He dropped to his bottom.... and now he's been working his way back up...

I heard an interview he gave recently in which he said the Pink Cloud is great at first... The euphoria of sobriety..... And then, over time... Sobriety became a challenge... "It's tough" he said.... "It's really been harder lately than I thought would be"

Sizemore is still sober, far as I can tell. I hope he stays that way... Me too.. All of us.
George - Sobriety and recovery are two very different things in my book. You cannot have recovery without sobriety but you can be sober and not recover.

In the early days, weeks, months its about one foot in front of the other. This is where I see a major difference between the programs AA and Rational Recovery. One is a lifestyle and the other is a technique, in my opinion.

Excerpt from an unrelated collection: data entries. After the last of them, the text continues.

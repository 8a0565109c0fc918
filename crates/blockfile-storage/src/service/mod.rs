//! # Blockfile Manager
//!
//! The main service implementing the [`BlockStore`] API over one ledger
//! directory.
//!
//! ## Architecture
//!
//! This service:
//! 1. Runs recovery once at open, before any append or read
//! 2. Serializes appends on a writer mutex (file, checkpoint, index journal)
//! 3. Publishes each append to readers in one step through the committed view
//! 4. Serves point lookups through the in-memory index and range scans
//!    through [`BlocksIterator`]

mod append;
mod helpers;
mod iterator;
mod read;
mod recovery;

use std::path::{Path, PathBuf};

use parking_lot::{Mutex, RwLock};

use crate::adapters::blockfile::BlockfileWriter;
use crate::adapters::checkpoint::CheckpointManager;
use crate::adapters::lock::DatabaseLock;
use crate::adapters::serializer::BincodeBlockSerializer;
use crate::adapters::storage::FileBackedKVStore;
use crate::domain::checkpoint::CheckpointInfo;
use crate::domain::codec::BlockCodec;
use crate::domain::errors::StorageError;
use crate::domain::index::BlockIndex;
use crate::domain::recovery::RecoveryReport;
use crate::domain::value_objects::StorageConfig;
use crate::ports::inbound::BlockStore;
use crate::ports::outbound::{BlockSerializer, KeyValueStore};

pub use iterator::BlocksIterator;

/// File name of the index journal inside a ledger directory.
pub const INDEX_FILE: &str = "index.journal";

/// Storage engine for one ledger.
pub struct BlockfileManager<KV = FileBackedKVStore, BS = BincodeBlockSerializer>
where
    KV: KeyValueStore,
    BS: BlockSerializer,
{
    pub(crate) ledger_id: String,
    pub(crate) dir: PathBuf,
    pub(crate) config: StorageConfig,
    pub(crate) codec: BlockCodec<BS>,
    /// Held for the whole append; owns every durable handle.
    pub(crate) writer: Mutex<WriterState<KV>>,
    /// What readers see. Replaced only after the durable work of an append.
    pub(crate) committed: RwLock<CommittedState>,
    pub(crate) report: RecoveryReport,
}

/// State touched only by the writer.
pub(crate) struct WriterState<KV> {
    /// `None` after close, or after a roll that failed half-way.
    pub(crate) file: Option<BlockfileWriter>,
    pub(crate) checkpoint: CheckpointManager,
    pub(crate) kv: KV,
    pub(crate) lock: Option<DatabaseLock>,
    pub(crate) poisoned: bool,
}

/// Committed view shared with readers.
pub(crate) struct CommittedState {
    pub(crate) checkpoint: CheckpointInfo,
    pub(crate) index: BlockIndex,
    pub(crate) closed: bool,
}

/// Dependencies for [`BlockfileManager::open_with`].
pub struct BlockfileDependencies<KV, BS> {
    pub kv_store: KV,
    pub serializer: BS,
}

impl BlockfileManager {
    /// Open (creating if needed) ledger `ledger_id` under `config.root_dir`
    /// with the journal-backed index.
    pub fn open(config: StorageConfig, ledger_id: &str) -> Result<Self, StorageError> {
        let (dir, lock) = Self::prepare_dir(&config, ledger_id)?;

        let mut kv_store = FileBackedKVStore::open(dir.join(INDEX_FILE))?;
        if kv_store.needs_compaction() {
            kv_store.compact()?;
        }

        let deps = BlockfileDependencies {
            kv_store,
            serializer: BincodeBlockSerializer,
        };
        Self::open_locked(config, ledger_id, dir, lock, deps)
    }
}

impl<KV, BS> BlockfileManager<KV, BS>
where
    KV: KeyValueStore,
    BS: BlockSerializer,
{
    /// Open ledger `ledger_id` over the given index store and serializer.
    pub fn open_with(
        config: StorageConfig,
        ledger_id: &str,
        deps: BlockfileDependencies<KV, BS>,
    ) -> Result<Self, StorageError> {
        let (dir, lock) = Self::prepare_dir(&config, ledger_id)?;
        Self::open_locked(config, ledger_id, dir, lock, deps)
    }

    fn prepare_dir(
        config: &StorageConfig,
        ledger_id: &str,
    ) -> Result<(PathBuf, DatabaseLock), StorageError> {
        let dir = config.ledger_dir(ledger_id)?;
        std::fs::create_dir_all(&dir).map_err(|e| StorageError::io(&dir, e))?;
        let lock = DatabaseLock::acquire(&dir)?;
        Ok((dir, lock))
    }

    fn open_locked(
        config: StorageConfig,
        ledger_id: &str,
        dir: PathBuf,
        lock: DatabaseLock,
        deps: BlockfileDependencies<KV, BS>,
    ) -> Result<Self, StorageError> {
        let codec = BlockCodec::new(deps.serializer);
        let mut checkpoint = CheckpointManager::open(&dir)?;
        let mut kv = deps.kv_store;

        let recovered = recovery::recover(&dir, &config, &codec, &mut checkpoint, &mut kv)?;

        tracing::info!(
            "[blkstorage] Opened ledger {}: height {}, active blockfile {} at offset {}",
            ledger_id,
            recovered.checkpoint.last_block_number,
            recovered.checkpoint.latest_file_suffix,
            recovered.checkpoint.latest_file_offset
        );

        Ok(Self {
            ledger_id: ledger_id.to_string(),
            dir,
            config,
            codec,
            writer: Mutex::new(WriterState {
                file: Some(recovered.writer),
                checkpoint,
                kv,
                lock: Some(lock),
                poisoned: false,
            }),
            committed: RwLock::new(CommittedState {
                checkpoint: recovered.checkpoint,
                index: recovered.index,
                closed: false,
            }),
            report: recovered.report,
        })
    }

    pub fn ledger_id(&self) -> &str {
        &self.ledger_id
    }

    /// Ledger directory.
    pub fn dir(&self) -> &Path {
        &self.dir
    }

    pub fn config(&self) -> &StorageConfig {
        &self.config
    }

    /// Committed checkpoint.
    pub fn checkpoint_info(&self) -> CheckpointInfo {
        self.committed.read().checkpoint
    }

    /// What recovery did at open.
    pub fn recovery_report(&self) -> &RecoveryReport {
        &self.report
    }

    /// Whether an earlier append left the writer unusable.
    pub fn is_poisoned(&self) -> bool {
        self.writer.lock().poisoned
    }

    /// Sync and release the active blockfile and the directory lock.
    ///
    /// Later appends and lookups fail with `Closed`. Iterators created
    /// before the close keep reading until they finish.
    pub fn close(&self) -> Result<(), StorageError> {
        let mut writer = self.writer.lock();
        self.committed.write().closed = true;

        let file = writer.file.take();
        writer.lock = None;
        if let Some(file) = file {
            file.close()?;
            tracing::info!("[blkstorage] Closed ledger {}", self.ledger_id);
        }
        Ok(())
    }

    fn ensure_open(&self) -> Result<(), StorageError> {
        if self.committed.read().closed {
            Err(StorageError::Closed)
        } else {
            Ok(())
        }
    }
}

impl<KV, BS> std::fmt::Debug for BlockfileManager<KV, BS>
where
    KV: KeyValueStore,
    BS: BlockSerializer,
{
    fn fmt(&self, f: &mut std::fmt::Formatter<'_>) -> std::fmt::Result {
        f.debug_struct("BlockfileManager")
            .field("ledger_id", &self.ledger_id)
            .field("dir", &self.dir)
            .field("checkpoint", &self.checkpoint_info())
            .finish_non_exhaustive()
    }
}

#[cfg(test)]
impl<KV, BS> BlockfileManager<KV, BS>
where
    KV: KeyValueStore,
    BS: BlockSerializer,
{
    /// Write raw bytes to the active file, bypassing the codec.
    pub(crate) fn append_raw_for_test(&self, bytes: &[u8]) -> Result<u64, StorageError> {
        let mut writer = self.writer.lock();
        let file = writer.file.as_mut().ok_or(StorageError::Closed)?;
        Ok(file.append(bytes, true)?)
    }

    /// Overwrite the persisted checkpoint without touching the committed view.
    pub(crate) fn save_checkpoint_for_test(&self, info: CheckpointInfo) -> Result<(), StorageError> {
        self.writer.lock().checkpoint.save(info)
    }

    /// Borrow the index store.
    pub(crate) fn with_kv_for_test<R>(&self, f: impl FnOnce(&mut KV) -> R) -> R {
        f(&mut self.writer.lock().kv)
    }
}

For me being sober is about living a sober life I want more than a drunk life. I am an addcit before I ever took my first drink or drug, I needed to deal with the roots of my addiction in recovery. This is a process. This is a total psychic change and midset shift. I needed to rip down my ideals and build a new house from the ground up, not just develop a technique to keep me from picking up a drink.

I don't understand the brute force approach - frankly I would not last long, I would go back to drinking if that was what my life would be like. I have gotten to a point where life is really amazing. This past month there has been a shift and it has to do with my faith in my higher power. I would bet my life and do that if I do the right thing and put positive energy into the universe that I will be protected. I tested this is Jackson Hole and continue to test it. You r others may laugh or disagree but I have faith and this faith provides serenity bc I no longer need to look outside myself for happiness.

Thsi is the key to religion too. I never understood it because I never had faith. Its not whose God or whose religion is the best, which is ironic seeing how most wars are over this. Its about the process of believing. Thsi process of believing in something greater than yourself that you would trust your life to it, is where true happiness I think comes.

AA also practices releasing resentments and making amends. The process of making an amends is amazing. Its like asking a girl out for the first time, its terrifying. But afterwards its such a liberating feeling.

Thsi is recovery - the process of wking up and relaizing the whole time I had everything I needed I jsut did not know how to use it. I was the Lion in the Wizard of Oz - I had the courage the whole time and yet I thught I needed the man behind the curtain to give it to me.

Stick around a post...my take is either commit fully or go back to the old life. Pergatory does not sound apealing to me at all!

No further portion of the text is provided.